Following a dream-shattering loss to Navy, Carolina recaptured its mojo with a magical win at Clemson to salvage a then program-best 10th win.

Forty years ago this November, Gamecock football fans breathed rarified air. Under second-year head coach Joe Morrison, South Carolina bolted to a 9-0 start (still the best start in program history) and found itself ranked #2 in the Associated Press (AP) poll. Along the way, Carolina defeated old nemesis Georgia, legendary Notre Dame in South Bend, and powerhouse Florida State in the first-ever nationally-televised game at Williams-Brice Stadium. 

The team captured fans’ collective imagination, not just with the winning, though that certainly helped, but with all the quirky things that make college football so much fun. 

There was the “Fire Ant” defense – named for Carolina’s swarming, aggressive style of play and the all-garnet home uniforms that became standard in those days. “They look like a bunch of fire ants,” defensive coordinator Tom Gadd said while watching game film. When Morrison mentioned Gadd’s comment to reporters, the nickname stuck. 

“Black Magic” – an homage to Morrison, who stalked the sidelines and practice fields behind mirror aviators, clad in all-black (and furtively puffing Marlboros). Stores began carrying Gamecock gear in black in addition to the traditional garnet, and fans snapped it up. When Carolina upset visiting Southern Cal in 1983 – Morrison’s first season – it felt cathartic to fans after the turmoil and mediocrity of 1981 and ‘82 – Jim Carlen’s drama-filled final season and Richard Bell’s one-year experiment, respectively. 

Morrison brought a swagger that the program had been missing, or more accurately, never had. Born of his rough-and-tumble 14-year career as a player with the NFL’s New York Giants, he imbued the team and its fans with that confidence. And when the wins started piling up in 1984, it was a magical ride indeed. 

When Carolina, 8-0 and ranked #5, faced #11 Florida State on Nov. 10, it was before a national audience – ABC’s game of the week – with college football royalty Keith Jackson calling the game. It was a spectacle, and the Gamecocks delivered. Sparked by seven defensive takeaways and Raynard Brown’s kickoff return for a touchdown to open the second half, Carolina won 38-26 in a game that didn’t feel that close. 

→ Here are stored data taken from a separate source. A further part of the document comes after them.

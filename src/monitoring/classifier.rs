//! Threshold classification of a temperature reading

use serde::Serialize;
use utoipa::ToSchema;

use super::reading::Reading;
use crate::domain::thermometer::Thresholds;

/// Status level, ordered by severity
#[derive(Debug, Clone, Copy, PartialEq, Eq, PartialOrd, Ord, Hash, Serialize, ToSchema)]
#[serde(rename_all = "lowercase")]
pub enum StatusLevel {
    /// No reading available
    Unknown,
    Normal,
    /// Within the warning margin of a bound
    Warning,
    /// At or above `max`, or below `min`
    Danger,
}

impl StatusLevel {
    pub fn as_str(&self) -> &'static str {
        match self {
            StatusLevel::Unknown => "unknown",
            StatusLevel::Normal => "normal",
            StatusLevel::Warning => "warning",
            StatusLevel::Danger => "danger",
        }
    }

    /// Display tag
    pub fn emoji(&self) -> &'static str {
        match self {
            StatusLevel::Unknown => "❓",
            StatusLevel::Normal => "🟢",
            StatusLevel::Warning => "🟡",
            StatusLevel::Danger => "🔴",
        }
    }
}

impl std::fmt::Display for StatusLevel {
    fn fmt(&self, f: &mut std::fmt::Formatter<'_>) -> std::fmt::Result {
        f.write_str(self.as_str())
    }
}

/// Classification result with a human-readable message
#[derive(Debug, Clone, PartialEq, Serialize)]
pub struct TemperatureStatus {
    pub level: StatusLevel,
    pub message: String,
}

impl TemperatureStatus {
    fn new(level: StatusLevel, message: impl Into<String>) -> Self {
        Self {
            level,
            message: message.into(),
        }
    }

    pub fn emoji(&self) -> &'static str {
        self.level.emoji()
    }
}

/// Classify a reading against a device's thresholds
///
/// Danger checks run before warning checks. A value exactly at `max` is
/// `Danger`; a value exactly at `min` is still inside the range and falls
/// into the lower warning band. A non-finite reading is treated as missing.
pub fn classify(reading: Option<&Reading>, thresholds: &Thresholds) -> TemperatureStatus {
    let celsius = match reading.map(|r| r.celsius).filter(|c| c.is_finite()) {
        Some(c) => c,
        None => return TemperatureStatus::new(StatusLevel::Unknown, "no temperature data"),
    };

    let Thresholds {
        min_temp,
        max_temp,
        warning_margin,
    } = *thresholds;

    if celsius >= max_temp {
        TemperatureStatus::new(
            StatusLevel::Danger,
            format!("at or above maximum temperature ({max_temp}°C)"),
        )
    } else if celsius < min_temp {
        TemperatureStatus::new(
            StatusLevel::Danger,
            format!("below minimum temperature ({min_temp}°C)"),
        )
    } else if celsius >= max_temp - warning_margin || celsius <= min_temp + warning_margin {
        TemperatureStatus::new(StatusLevel::Warning, "approaching temperature threshold")
    } else {
        TemperatureStatus::new(StatusLevel::Normal, "normal")
    }
}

After Gamecock touchdowns, of which there were many that evening, fans threw oranges on the field, symbolic of an anticipated invitation to the Orange Bowl for a shot at the national championship. After rivals Clemson and Georgia had won those programs’ first national championships to cap the 1981 and ‘80 seasons, respectively, it was an opportunity Gamecock fans coveted deep in their bones. 

Bowl invitations often went out early in those days – sometimes before the final game of the regular season. Most pundits believed if the Gamecocks won their next game to go 10-0, they would receive an Orange Bowl bid. Regardless of what happened in Carolina’s traditional season-ender versus Clemson, the prize was within reach. Take care of business in Week 10, and the Gamecocks would be Miami-bound. 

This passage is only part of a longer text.